文德斯曾在谈到《德州巴黎》时说,他许多电影都是以公路地图而非以剧本开拍的,像是“没有仪表盘的盲目飞行”,直到为了收尾而在“某处着陆”。这种脱离剧本充满随机性的方式,是文德斯的惯用拍摄手法,他在一次演讲中具体描述过,并称之为“白日梦”。

 

关于“漂流”,文德斯说:不要像一个观光客一样有目的的浏览,要放任自己在这个城市中迷路,你不知道你身在何处,接下来会去何方。

 

如果文德斯可以有机会让自己迷失在北京,他会意外出现在哪里呢?又会漂流到哪个地方呢?会对这个秩序和混乱, 平静与疯狂并存的城市有怎样的思考呢?为了这些没有机会得到答案的问题,我们的镜头追随着丁丁的脚步做了一个有趣的尝试,带着文德斯的影像进行一场“城市漂流”,在北京这个似乎已足够熟悉的地方,计划一次陌生的旅途。

 

在短片的拍摄方式上,导演借鉴了文德斯导演在《都市时装速记》中画中画的方式,让文德斯出现在当下最常用的便携电子设备里:手机、ipad、笔记本电脑中,并放置在丁丁随机到达的城市一角。



这些影像出现在北京的风景中并不违和,文德斯好像真的与眼前的环境同处一个时空下。

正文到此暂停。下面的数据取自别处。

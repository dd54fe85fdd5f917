// SPDX-License-Identifier: BUSL-1.1
// Copyright (c) 2026 Alfred Jean LLC

//! Actor bookkeeping: one cooperatively scheduled future per simulated
//! process, pinned to a host.

use crate::error::KernelError;
use futures_util::future::LocalBoxFuture;
use futures_util::task::ArcWake;
use gantry_core::HostName;
use parking_lot::Mutex;
use smol_str::SmolStr;
use std::collections::VecDeque;
use std::sync::Arc;

/// Numeric actor identity; also the deterministic tie-break for
/// same-date events.
#[derive(Debug, Clone, Copy, PartialEq, Eq, Hash, PartialOrd, Ord)]
pub struct ActorId(pub(crate) usize);

impl std::fmt::Display for ActorId {
    fn fmt(&self, f: &mut std::fmt::Formatter<'_>) -> std::fmt::Result {
        write!(f, "actor#{}", self.0)
    }
}

pub(crate) struct ActorSlot {
    pub name: SmolStr,
    pub host: HostName,
    pub daemon: bool,
    /// Present while the actor is alive and not currently being polled.
    pub future: Option<LocalBoxFuture<'static, Result<(), KernelError>>>,
    pub done: bool,
    /// Set by `kill`; the run loop drops the future at the next safe
    /// point.
    pub kill_requested: bool,
    /// Suspended actors are not polled; their sleeps stretch by the
    /// accumulated suspension credit so no progress accrues.
    pub suspended: bool,
    pub suspended_at: f64,
    pub suspend_credit: f64,
    /// Wake arrived while suspended; re-queued on resume.
    pub deferred_wake: bool,
}

impl ActorSlot {
    pub fn is_live(&self) -> bool {
        !self.done
    }
}

/// The ready queue is the only kernel structure wakers touch, so it
/// lives outside the `RefCell` (wakers may fire while the kernel state
/// is borrowed).
pub(crate) type ReadyQueue = Arc<Mutex<VecDeque<ActorId>>>;

pub(crate) struct ActorWaker {
    pub id: ActorId,
    pub ready: ReadyQueue,
}

impl ArcWake for ActorWaker {
    fn wake_by_ref(arc_self: &Arc<Self>) {
        let mut q = arc_self.ready.lock();
        if !q.contains(&arc_self.id) {
            q.push_back(arc_self.id);
        }
    }
}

而真正处在当下环境中的我们,则在旅途中不断反思着,我们是否陷在了眼前的困境中,遗忘了生活中的真实,我们是否还能对生活,对电影的真实保持热忱呢?


Reference:

电影:

1969《银色城市》(SilverCity)

1974《爱丽丝城市漫游记》(Alice In Den Städten)

1976《公路之王》(Im Lauf DerZeit)

1982《666房间》(Chambre666)

1985《寻找小津》(Tokyo-Ga)

1987《柏林苍穹下》(DerHimmel über Berlin)

1989《都市服装速记》(AufzeichnungenZu Kleiden Und Städten)

书籍:

《文德斯论电影》[德]维姆 文德斯 著 孙秀蕙 译


特别鸣谢:歌德学院(中国)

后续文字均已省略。